Une des activités économiques parmi les plus durement impactées mondialement par la Covid-19, est sans doute, le tourisme. Cette industrie qui exploite la bougeotte qui affecte les honnêtes gens, tout au long de l'année, qui enregistre des pics qui s'élèvent de conserve avec le mercure des thermomètres, selon les hémisphères, doit à l'année 2020 les pires moins-values de son histoire. Selon l'Organisation mondiale du tourisme (OMT), la pandémie a littéralement foudroyé le tourisme à l'échelle mondiale. Dans des statistiques rendues publiques au début de l'année 2021, l'organisme onusien déplore une mutilation financière de l'ordre de 1.300 milliards de dollars pour l'exercice de la seule année écoulée. Des résultats dus à la stratégie de confinement des Etats, soucieux de circonscrire la calamité. Un montant qui équivaut à "plus de 11 fois la perte enregistrée pendant la crise économique mondiale de 2009". En quantité c'est une dégringolade de plus de 70 % du nombre de touristes qui ont parcouru la planète en 2019, soit un milliard de pérégrins en moins sur les routes de l'évasion. Les institutions spécialisées classent 2020 comme l'année maudite, du secteur.
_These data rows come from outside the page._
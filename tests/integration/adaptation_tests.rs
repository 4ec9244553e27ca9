use std::sync::Arc;

use chrono::{DateTime, Duration, NaiveDate, NaiveTime, TimeZone, Utc};
use serde_json::json;
use study_planner_lib::db::repositories::PlannerRepositories;
use study_planner_lib::models::adaptation::{
    ActionType, AdaptationSuggestion, SuggestionAction, SuggestionType,
};
use study_planner_lib::models::course::{Course, Difficulty, Lesson, StudyPreferences};
use study_planner_lib::models::plan_change::PlanChangeKind;
use study_planner_lib::models::settings::PlannerSettings;
use study_planner_lib::models::study_plan::{NewStudySession, SessionType, StudyPlan, StudySession};
use study_planner_lib::services::progress_analyzer::ProgressAnalyzer;
use study_planner_lib::services::study_planner_service::StudyPlannerService;
use study_planner_lib::utils::clock::{Clock, FixedClock};
use study_planner_lib::AppError;

fn midnight(date: NaiveDate) -> DateTime<Utc> {
    Utc.from_utc_datetime(&date.and_time(NaiveTime::MIN))
}

fn today() -> NaiveDate {
    NaiveDate::from_ymd_opt(2025, 4, 14).expect("date")
}

/// Plan spanning `[today - before, today + after)` with `total` sessions, the first
/// `completed` of them done and the next `missed` flagged missed.
fn plan_with_progress(before: i64, after: i64, total: usize, completed: usize, missed: usize) -> StudyPlan {
    let now = midnight(today());
    let mut plan = StudyPlan::new(
        "u1",
        "Study plan · 1 course",
        today() - Duration::days(before),
        today() + Duration::days(after),
        now,
    );
    for index in 0..total {
        let mut session = StudySession::schedule(
            NewStudySession {
                course_id: "c1".into(),
                course_title: "Organic Chemistry".into(),
                lesson_id: Some(format!("c1-{index}")),
                lesson_title: Some(format!("Lesson {index}")),
                session_type: SessionType::Lesson,
                is_optional: false,
                difficulty: Difficulty::Medium,
                minutes: 60,
            },
            plan.start_date + Duration::days(index as i64 % (before + after)),
            NaiveTime::from_hms_opt(9, 0, 0).expect("time"),
        );
        if index < completed {
            session.mark_completed(now);
        } else if index < completed + missed {
            session.mark_missed();
        }
        plan.sessions.push(session);
    }
    plan.refresh(now);
    plan
}

#[test]
fn far_ahead_yields_one_ahead_suggestion() {
    let analyzer = ProgressAnalyzer::new(PlannerSettings::default());
    let plan = plan_with_progress(10, 10, 10, 9, 0);
    let now = midnight(today());

    assert!((analyzer.expected_progress(&plan, now) - 50.0).abs() < 1e-9);
    assert!((analyzer.actual_progress(&plan) - 90.0).abs() < 1e-9);

    let suggestions = analyzer.analyze(&plan, now);
    assert_eq!(suggestions.len(), 1);
    let suggestion = &suggestions[0];
    assert_eq!(suggestion.suggestion_type, SuggestionType::AheadSchedule);
    assert!(suggestion.is_active);
    let kinds: Vec<ActionType> = suggestion.actions.iter().map(|a| a.action_type).collect();
    assert_eq!(kinds, vec![ActionType::AddBonus, ActionType::BonusPractice, ActionType::Keep]);
}

#[test]
fn behind_with_missed_sessions_beats_optimization() {
    let analyzer = ProgressAnalyzer::new(PlannerSettings::default());
    let plan = plan_with_progress(11, 9, 20, 6, 3);
    let now = midnight(today());

    assert!((analyzer.expected_progress(&plan, now) - 55.0).abs() < 1e-9);
    assert!((analyzer.actual_progress(&plan) - 30.0).abs() < 1e-9);
    assert_eq!(plan.missed_count(), 3);

    let suggestions = analyzer.analyze(&plan, now);
    assert_eq!(suggestions.len(), 1);
    assert_eq!(suggestions[0].suggestion_type, SuggestionType::BehindSchedule);
    let kinds: Vec<ActionType> = suggestions[0].actions.iter().map(|a| a.action_type).collect();
    assert_eq!(kinds, vec![ActionType::AutoReschedule, ActionType::ManualReschedule]);
}

#[test]
fn on_track_with_enough_completions_suggests_optimization() {
    let analyzer = ProgressAnalyzer::new(PlannerSettings::default());
    let plan = plan_with_progress(10, 10, 10, 5, 0);
    let suggestions = analyzer.analyze(&plan, midnight(today()));
    assert_eq!(suggestions.len(), 1);
    assert_eq!(suggestions[0].suggestion_type, SuggestionType::Optimization);

    let quiet = plan_with_progress(10, 10, 20, 4, 0);
    assert!(analyzer.analyze(&quiet, midnight(today()) - Duration::days(8)).is_empty());
}

fn service(clock: Arc<FixedClock>) -> StudyPlannerService {
    StudyPlannerService::new(PlannerRepositories::in_memory(), PlannerSettings::default(), clock)
}

/// Wraps a single action in a fresh, active suggestion.
fn offering(action: &SuggestionAction) -> AdaptationSuggestion {
    AdaptationSuggestion {
        id: format!("offer-{}", action.id),
        suggestion_type: SuggestionType::Optimization,
        title: action.label.clone(),
        message: String::new(),
        actions: vec![action.clone()],
        expected_progress: 0.0,
        actual_progress: 0.0,
        is_active: true,
        created_at: Utc::now(),
    }
}

fn course() -> Course {
    Course {
        id: "hist".into(),
        title: "World History".into(),
        lessons: (1..=6)
            .map(|n| Lesson {
                id: format!("hist-{n}"),
                title: format!("Era {n}"),
                difficulty: if n == 6 { Difficulty::Hard } else { Difficulty::Easy },
                video_id: None,
                is_completed: false,
            })
            .collect(),
        is_owned: true,
        is_complete: true,
    }
}

fn preferences(today: NaiveDate, daily_hours: f64) -> StudyPreferences {
    StudyPreferences {
        daily_study_hours: daily_hours,
        preferred_start_time: "07:00".into(),
        exam_date: Some(today + Duration::days(21)),
        available_days: vec!["monday".into(), "wednesday".into(), "friday".into()],
    }
}

#[test]
fn applying_add_bonus_schedules_spaced_sessions() {
    let clock = Arc::new(FixedClock::new(midnight(NaiveDate::from_ymd_opt(2025, 9, 1).expect("date"))));
    let service = service(clock.clone());
    let plan = service
        .generate_plan("u1", &[course()], &[], &preferences(clock.today(), 2.0))
        .expect("generate")
        .plan;
    for session in plan.sessions.iter().take(3) {
        service
            .toggle_session_completion("u1", &session.id)
            .expect("complete");
    }

    let mut suggestions = service.analyze_progress("u1").expect("analyze");
    assert_eq!(suggestions.len(), 1);
    assert_eq!(suggestions[0].suggestion_type, SuggestionType::AheadSchedule);
    let add_bonus = suggestions[0]
        .actions
        .iter()
        .find(|action| action.action_type == ActionType::AddBonus)
        .map(|action| action.id.clone())
        .expect("add-bonus action");

    let outcome = service
        .apply_suggestion("u1", &mut suggestions[0], &add_bonus)
        .expect("apply");
    assert!(!suggestions[0].is_active);
    assert_eq!(outcome.change.kind, PlanChangeKind::SuggestionApplied);
    assert_eq!(outcome.change.session_ids.len(), 3);
    let tomorrow = clock.today() + Duration::days(1);
    let dates: Vec<NaiveDate> = outcome
        .change
        .session_ids
        .iter()
        .map(|id| outcome.plan.session(id).expect("bonus session").date)
        .collect();
    assert_eq!(
        dates,
        vec![tomorrow, tomorrow + Duration::days(2), tomorrow + Duration::days(4)]
    );
    for id in &outcome.change.session_ids {
        let session = outcome.plan.session(id).expect("bonus session");
        assert_eq!(session.session_type, SessionType::BonusReview);
        assert_eq!(session.duration, 60);
        assert!(session.is_optional);
    }
    assert_eq!(outcome.plan.sessions.len(), plan.sessions.len() + 3);

    // A second apply is refused and adds nothing.
    let again = service.apply_suggestion("u1", &mut suggestions[0], &add_bonus);
    assert!(matches!(again, Err(AppError::Validation { .. })));
    let stored = service.get_plan("u1").expect("load").expect("plan");
    assert_eq!(stored.sessions.len(), plan.sessions.len() + 3);
    let applied = service
        .recent_changes("u1", 10)
        .expect("changes")
        .iter()
        .filter(|change| change.kind == PlanChangeKind::SuggestionApplied)
        .count();
    assert_eq!(applied, 1);
}

#[test]
fn dismissed_suggestions_cannot_be_applied() {
    let clock = Arc::new(FixedClock::new(midnight(NaiveDate::from_ymd_opt(2025, 9, 1).expect("date"))));
    let service = service(clock.clone());
    let plan = service
        .generate_plan("u1", &[course()], &[], &preferences(clock.today(), 2.0))
        .expect("generate")
        .plan;
    for session in plan.sessions.iter().take(3) {
        service
            .toggle_session_completion("u1", &session.id)
            .expect("complete");
    }

    let mut suggestions = service.analyze_progress("u1").expect("analyze");
    assert_eq!(suggestions.len(), 1);
    let suggestion = &mut suggestions[0];
    let action_id = suggestion.actions[0].id.clone();

    let unknown = service.apply_suggestion("u1", suggestion, "no-such-action");
    assert!(matches!(unknown, Err(AppError::NotFound)));
    assert!(suggestion.is_active);

    service.dismiss_suggestion(suggestion);
    assert!(!suggestion.is_active);
    let refused = service.apply_suggestion("u1", suggestion, &action_id);
    assert!(matches!(refused, Err(AppError::Validation { .. })));

    let stored = service.get_plan("u1").expect("load").expect("plan");
    assert_eq!(stored.sessions.len(), plan.sessions.len());
}

#[test]
fn bonus_practice_targets_the_hardest_course() {
    let clock = Arc::new(FixedClock::new(midnight(NaiveDate::from_ymd_opt(2025, 9, 1).expect("date"))));
    let service = service(clock.clone());
    let mut easy = course();
    easy.id = "easy".into();
    easy.title = "Poetry".into();
    for lesson in &mut easy.lessons {
        lesson.difficulty = Difficulty::Easy;
    }
    service
        .generate_plan("u1", &[easy, course()], &[], &preferences(clock.today(), 2.0))
        .expect("generate");

    let practice = SuggestionAction {
        id: "practice".into(),
        action_type: ActionType::BonusPractice,
        label: "Practice hard topics".into(),
        payload: json!({"count": 2}),
    };
    let outcome = service
        .apply_suggestion("u1", &mut offering(&practice), &practice.id)
        .expect("apply");
    assert_eq!(outcome.change.session_ids.len(), 2);
    for id in &outcome.change.session_ids {
        let session = outcome.plan.session(id).expect("practice session");
        assert_eq!(session.course_id, "hist");
        assert_eq!(session.session_type, SessionType::Practice);
    }
}

#[test]
fn intensify_is_bounded_and_idempotent_at_cap() {
    let clock = Arc::new(FixedClock::new(midnight(NaiveDate::from_ymd_opt(2025, 9, 1).expect("date"))));
    let service = service(clock.clone());
    service
        .generate_plan("u1", &[course()], &[], &preferences(clock.today(), 1.0))
        .expect("generate");

    let intensify = SuggestionAction {
        id: "intensify".into(),
        action_type: ActionType::AutoReschedule,
        label: "Intensify upcoming sessions".into(),
        payload: json!({}),
    };

    let first = service
        .apply_suggestion("u1", &mut offering(&intensify), &intensify.id)
        .expect("apply");
    assert!(!first.change.session_ids.is_empty());
    let lesson = first
        .plan
        .sessions
        .iter()
        .find(|s| s.session_type == SessionType::Lesson)
        .expect("lesson");
    assert_eq!(lesson.duration, 105);
    assert_eq!(lesson.estimated_minutes, lesson.duration);

    for _ in 0..9 {
        service
            .apply_suggestion("u1", &mut offering(&intensify), &intensify.id)
            .expect("apply");
    }
    let last = service
        .apply_suggestion("u1", &mut offering(&intensify), &intensify.id)
        .expect("apply");
    assert!(last.change.session_ids.is_empty());
    assert!(last.plan.sessions.iter().all(|s| s.duration == 120));

    let settled = service
        .apply_suggestion("u1", &mut offering(&intensify), &intensify.id)
        .expect("apply");
    assert_eq!(
        settled.plan.sessions.iter().map(|s| s.duration).collect::<Vec<_>>(),
        last.plan.sessions.iter().map(|s| s.duration).collect::<Vec<_>>()
    );
}

#[test]
fn optimize_only_records_a_reason() {
    let clock = Arc::new(FixedClock::new(midnight(NaiveDate::from_ymd_opt(2025, 9, 1).expect("date"))));
    let service = service(clock.clone());
    let plan = service
        .generate_plan("u1", &[course()], &[], &preferences(clock.today(), 2.0))
        .expect("generate")
        .plan;

    let optimize = SuggestionAction {
        id: "opt".into(),
        action_type: ActionType::Optimize,
        label: "Reduce intensity".into(),
        payload: json!({"direction": "reduce"}),
    };
    let outcome = service
        .apply_suggestion("u1", &mut offering(&optimize), &optimize.id)
        .expect("apply");
    assert_eq!(outcome.plan.sessions, plan.sessions);
    assert!(outcome
        .plan
        .adaptation_reason
        .as_deref()
        .is_some_and(|reason| reason.contains("reduce")));
}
Qui dit tourisme dit voyage, qui dit voyage dit transport, qui dit transport dit locomotion. Concomitamment au tourisme, ce secteur, qui en est un des corollaires, est, tout aussi furieusement percuté, un malheur ne venant jamais seul. Tout ce qui circule est halté. Sur terre, sur la mer, dans les airs, le bourdonnement est au plus bas. Les tankers, les navires porte-conteneurs, géants des mers, lesquels parfois vont jusqu'à bloquer le canal de Suez, se partagent les océans, interdits pour les paquebots de croisières ou aux liners bondés de villégiateurs piaillant. Quant au ciel il est livré aux cargos Bélugas ou aux rares avions, caravanes de transmigration, missionnées pour les rapatriements des malheureux égarés, surpris ailleurs que chez eux, au moment de la glaciation. Point d'agitation, tout n'est plus que calme, silence et méditation. Les écologistes, les défenseurs et les amoureux de la nature en ont rêvé, la Covid-19 l'a fait.
Le printemps égrappe ses jours soleilleux, les professionnels s'accrochent aux lèvres des politiques, qui cherchent dans les messages oraculaires des esculapes, les arguments irrévocables qui étayeront leur décision. "Confinera - ne confinera pas ? "Libérera - ne libérera pas ?", "Ouvrira - n'ouvrira pas ?". Rien ne se passe. Au bord des "flots bleus", les plagistes comptent les jours qui nous séparent des grandes transhumances étésiennes : "Autorisera - n'autorisera pas ?" Cette année sera-t-elle semblable à la précédente ?
Hôtels étoilés, pensions et relais, caravansérails, fondouks ou auberges, tout cet univers dont le métier est de recevoir et offrir des services et du bon temps, est au bord de l'asphyxie. Il y a très peu de chances, prédisent les experts, qu'ils puissent survivre à une autre année blanche. Au niveau mondial, les voyagistes, déjà ruinés par l'Internet, mettent la clé sous le paillasson, tandis que les restaurateurs se sont transformés en cuiseurs de sandwichs à emporter.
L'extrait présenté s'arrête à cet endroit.